On Petition for Rehearing.
Ibach, P. J.
— Appellee cites the case of Bowen v. Swander (1889), 121 Ind. 164, as holding that partition may be maintained by one of the devisees in the present case. The decision in that case goes no farther than to hold that all may maintain partition. In that case the question was not whether partition might be maintained, but whether certain of the parties had an interest in the property involved, and when that interest, if any, vested. The plaintiff there asked partition, and that his title be quieted. One defendant in a cross-complaint asked partition, and that her title be quieted. The other defendant in a cross-complaint claimed to be the owner of the Avhole property involved, and sought to have his title quieted. None of the parties was opposing partition of the real estate on the ground that it should be sold in an undivided condition, and its proceeds divided. Neither was the statute (§1247 Burns 1908, §1190 R. S. 1881) invoked in that case. Also, the will in the ease of Bowen v. Swander, supra, merely directed real property to be- sold and the proceeds divided, while the will in the present case directed that all the property remaining in his widow’s possession be sold at her death, and the proceeds divided, thus creating a fund out of the proceeds of mixed personal and real property.
*2910. In the present ease we hold that the will of John B. Johnson worked an equitable conversion of all his property into personalty at the time of his death, and that title to such property vested in the beneficiaries at that time, subject to the contingency that it might all be used by the widow during her life, that upon the authority of Myers v.

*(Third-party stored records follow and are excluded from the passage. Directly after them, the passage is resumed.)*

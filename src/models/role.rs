//! Role nodes and the closed role catalog.

use super::employee::EmployeeId;
use super::unit::{UnitId, UnitKind};
use std::fmt;

/// Opaque handle to a role node within an [`super::OrgGraph`].
#[derive(Debug, Clone, Copy, PartialEq, Eq, Hash, PartialOrd, Ord)]
pub struct RoleId(pub(crate) u32);

impl RoleId {
    pub(crate) fn index(self) -> usize {
        self.0 as usize
    }
}

/// A named position owned by exactly one unit.
///
/// Role names are unique within their owning unit, not globally. The
/// employee list is the role-side half of the bidirectional assignment
/// relation; [`super::OrgGraph::assign`] keeps both halves in step.
#[derive(Debug, Clone)]
pub struct RoleNode {
    pub(crate) name: String,
    pub(crate) description: String,
    pub(crate) unit: UnitId,
    pub(crate) employees: Vec<EmployeeId>,
}

impl RoleNode {
    /// Returns the role's name.
    #[must_use]
    pub fn name(&self) -> &str {
        &self.name
    }

    /// Returns the role's description.
    #[must_use]
    pub fn description(&self) -> &str {
        &self.description
    }

    /// Returns the owning unit.
    #[must_use]
    pub const fn unit(&self) -> UnitId {
        self.unit
    }

    /// Returns the employees holding this role, in assignment order.
    #[must_use]
    pub fn employees(&self) -> &[EmployeeId] {
        &self.employees
    }
}

/// The closed catalog of recognized role names.
///
/// Every catalog entry is tagged with the unit kinds it may be attached to.
/// Names outside the catalog are tolerated on load (kept with a warning) but
/// are never valid for authoring.
#[derive(Debug, Clone, Copy, PartialEq, Eq, Hash)]
#[allow(missing_docs)] // variant names restate the role names below
pub enum RoleType {
    Presidente,
    Vicepresidente,
    Segretario,
    Direttore,
    Consigliere,
    ResponsabileAmministrativo,
    ReferenteTecnico,
    ResponsabileCommerciale,
    ResponsabileRisorseUmane,
    ResponsabileLogistica,
    Analista,
    Consulente,
    DataProtectionOfficer,
    ChiefFinancialOfficer,
    ChiefTechnologyOfficer,
    HrSpecialist,
    QualityAssuranceManager,
    Coordinatore,
    TeamLeader,
    Tutor,
    Collaboratore,
    Membro,
    Stagista,
}

impl RoleType {
    /// Returns all catalog entries.
    #[must_use]
    pub const fn all() -> &'static [Self] {
        &[
            Self::Presidente,
            Self::Vicepresidente,
            Self::Segretario,
            Self::Direttore,
            Self::Consigliere,
            Self::ResponsabileAmministrativo,
            Self::ReferenteTecnico,
            Self::ResponsabileCommerciale,
            Self::ResponsabileRisorseUmane,
            Self::ResponsabileLogistica,
            Self::Analista,
            Self::Consulente,
            Self::DataProtectionOfficer,
            Self::ChiefFinancialOfficer,
            Self::ChiefTechnologyOfficer,
            Self::HrSpecialist,
            Self::QualityAssuranceManager,
            Self::Coordinatore,
            Self::TeamLeader,
            Self::Tutor,
            Self::Collaboratore,
            Self::Membro,
            Self::Stagista,
        ]
    }

    /// Returns the role name as written in artifacts.
    #[must_use]
    pub const fn as_str(&self) -> &'static str {
        match self {
            Self::Presidente => "Presidente",
            Self::Vicepresidente => "Vicepresidente",
            Self::Segretario => "Segretario",
            Self::Direttore => "Direttore",
            Self::Consigliere => "Consigliere",
            Self::ResponsabileAmministrativo => "Responsabile Amministrativo",
            Self::ReferenteTecnico => "Referente Tecnico",
            Self::ResponsabileCommerciale => "Responsabile Commerciale",
            Self::ResponsabileRisorseUmane => "Responsabile Risorse Umane",
            Self::ResponsabileLogistica => "Responsabile Logistica",
            Self::Analista => "Analista",
            Self::Consulente => "Consulente",
            Self::DataProtectionOfficer => "Data Protection Officer",
            Self::ChiefFinancialOfficer => "Chief Financial Officer",
            Self::ChiefTechnologyOfficer => "Chief Technology Officer",
            Self::HrSpecialist => "HR Specialist",
            Self::QualityAssuranceManager => "Quality Assurance Manager",
            Self::Coordinatore => "Coordinatore",
            Self::TeamLeader => "Team Leader",
            Self::Tutor => "Tutor",
            Self::Collaboratore => "Collaboratore",
            Self::Membro => "Membro",
            Self::Stagista => "Stagista",
        }
    }

    /// Returns the unit kinds this role may be attached to.
    #[must_use]
    pub const fn valid_kinds(&self) -> &'static [UnitKind] {
        match self {
            Self::Presidente | Self::Vicepresidente | Self::Segretario => &[UnitKind::Board],
            Self::Direttore
            | Self::ResponsabileAmministrativo
            | Self::ReferenteTecnico
            | Self::ResponsabileCommerciale
            | Self::ResponsabileRisorseUmane
            | Self::ResponsabileLogistica
            | Self::Analista
            | Self::Consulente
            | Self::DataProtectionOfficer
            | Self::ChiefFinancialOfficer
            | Self::ChiefTechnologyOfficer
            | Self::HrSpecialist
            | Self::QualityAssuranceManager => &[UnitKind::Department],
            Self::Consigliere => &[UnitKind::Department, UnitKind::Group],
            Self::Coordinatore
            | Self::TeamLeader
            | Self::Tutor
            | Self::Collaboratore
            | Self::Membro
            | Self::Stagista => &[UnitKind::Group],
        }
    }

    /// Returns true if this role may be attached to the given unit kind.
    #[must_use]
    pub fn valid_for(&self, kind: UnitKind) -> bool {
        self.valid_kinds().contains(&kind)
    }

    /// Looks up a catalog entry by name (case-insensitive).
    #[must_use]
    pub fn find(name: &str) -> Option<Self> {
        Self::all()
            .iter()
            .find(|role| role.as_str().eq_ignore_ascii_case(name))
            .copied()
    }
}

impl fmt::Display for RoleType {
    fn fmt(&self, f: &mut fmt::Formatter<'_>) -> fmt::Result {
        write!(f, "{}", self.as_str())
    }
}

#[cfg(test)]
mod tests {
    use super::*;

    #[test]
    fn test_find_is_case_insensitive() {
        assert_eq!(RoleType::find("direttore"), Some(RoleType::Direttore));
        assert_eq!(RoleType::find("PRESIDENTE"), Some(RoleType::Presidente));
        assert_eq!(
            RoleType::find("data protection officer"),
            Some(RoleType::DataProtectionOfficer)
        );
        assert_eq!(RoleType::find("Janitor"), None);
    }

    #[test]
    fn test_kind_compatibility() {
        assert!(RoleType::Presidente.valid_for(UnitKind::Board));
        assert!(!RoleType::Presidente.valid_for(UnitKind::Group));
        assert!(RoleType::Direttore.valid_for(UnitKind::Department));
        assert!(!RoleType::Direttore.valid_for(UnitKind::Group));
        assert!(RoleType::Membro.valid_for(UnitKind::Group));
        // Consigliere is the one role shared by departments and groups.
        assert!(RoleType::Consigliere.valid_for(UnitKind::Department));
        assert!(RoleType::Consigliere.valid_for(UnitKind::Group));
        assert!(!RoleType::Consigliere.valid_for(UnitKind::Board));
    }

    #[test]
    fn test_catalog_names_are_unique() {
        let mut seen = std::collections::HashSet::new();
        for role in RoleType::all() {
            assert!(seen.insert(role.as_str().to_lowercase()));
        }
    }
}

Carney (1908), 171 Ind. 379, when appellant’s wife died, her share, under the law of descents, went to her heirs; .that her heirs had the same right under the will as she, that is, to share in the proceeds of the sale of all the property remaining in the possession of Malissa Johnson at her death, but not to -compel partition of the real estate, against the wish of the other beneficiaries. The section of the law of descents controlling is §3027 Burns 1908, §2489 R. S. 1881, and we can conceive of nothing which would bring the case under any other provision of the statute. It is argued that §2997 Burns 1908, §2473 R. S. 1881, applies, but our conclusion is otherwise. Property devised or bequeathed is not property given or transferred in consideration of love and affection within the meaning of §2997, supra. Furthermore, said §2997 provides for the reversion to the donor of property transferred as a gift, or in consideration of love and affection, only in ease the donor is living at the time the donee dies intestate without children or their descendants, and in this case the transfer was made by will, and not until after the death of the devisor.
An administrator d& bonis non, appointed under §2757 Burns 1908, §2395 R. S. 1881, would be empowered to sell all the property in the possession of Malissa Johnson at the time of her death, and to divide the proceeds among the living beneficiaries and the heirs of the one deceased. However, if the heirs can agree to a partition, there is nothing to prevent it.
Petition overruled.
Note. — Reported in 96 N. E. 481, 97 N. E. 388. See, also, under *30(1) 9 Cyc. 830; (3) 40 Cyc. 1823; (4) 40 Cyc. 1834; (6) 9 Cyc. 850. As to the conversion of real property into personal, and personal into real, by will, see 5 Am. St. 141. As to when an equitable conversion takes place under a will directing the sale of land at a future time, see 17 Ann. Cas. 643.